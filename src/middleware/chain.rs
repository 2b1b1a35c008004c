use std::sync::Arc;
use super::Handler;

/// 요청마다 실행될 불변 핸들러 목록
pub type Chain = Arc<[Arc<dyn Handler>]>;

/// 핸들러 체인 빌더
///
/// 등록 순서대로 실행됩니다. 라우트 테이블은 서버 시작 시점에
/// 라우트마다 한 번 [`HandlerChain::freeze`]를 호출해 둡니다.
#[derive(Clone, Default)]
pub struct HandlerChain {
    handlers: Vec<Arc<dyn Handler>>,
}

impl HandlerChain {
    pub fn new() -> Self {
        Self { handlers: Vec::new() }
    }

    pub fn add<H: Handler>(&mut self, handler: H) {
        self.handlers.push(Arc::new(handler));
    }

    pub fn push(&mut self, handler: Arc<dyn Handler>) {
        self.handlers.push(handler);
    }

    pub fn extend(&mut self, other: &HandlerChain) {
        self.handlers.extend(other.handlers.iter().cloned());
    }

    pub fn len(&self) -> usize {
        self.handlers.len()
    }

    pub fn is_empty(&self) -> bool {
        self.handlers.is_empty()
    }

    pub fn names(&self) -> Vec<&str> {
        self.handlers.iter().map(|h| h.name()).collect()
    }

    pub fn freeze(&self) -> Chain {
        self.handlers.iter().cloned().collect()
    }
}

impl std::fmt::Debug for HandlerChain {
    fn fmt(&self, f: &mut std::fmt::Formatter<'_>) -> std::fmt::Result {
        f.debug_list().entries(self.names()).finish()
    }
}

+-------+

Task requirements. Within the material above, the line with "use std::sync::Arc;" opens the range and the line with "pub fn is_empty(&self)" closes it; reproduce that range word for word.

Solution to the exercise.
use std::sync::Arc;
use super::Handler;

/// 요청마다 실행될 불변 핸들러 목록
pub type Chain = Arc<[Arc<dyn Handler>]>;

/// 핸들러 체인 빌더
///
/// 등록 순서대로 실행됩니다. 라우트 테이블은 서버 시작 시점에
/// 라우트마다 한 번 [`HandlerChain::freeze`]를 호출해 둡니다.
#[derive(Clone, Default)]
pub struct HandlerChain {
    handlers: Vec<Arc<dyn Handler>>,
}

impl HandlerChain {
    pub fn new() -> Self {
        Self { handlers: Vec::new() }
    }

    pub fn add<H: Handler>(&mut self, handler: H) {
        self.handlers.push(Arc::new(handler));
    }

    pub fn push(&mut self, handler: Arc<dyn Handler>) {
        self.handlers.push(handler);
    }

    pub fn extend(&mut self, other: &HandlerChain) {
        self.handlers.extend(other.handlers.iter().cloned());
    }

    pub fn len(&self) -> usize {
        self.handlers.len()
    }

    pub fn is_empty(&self) -> bool {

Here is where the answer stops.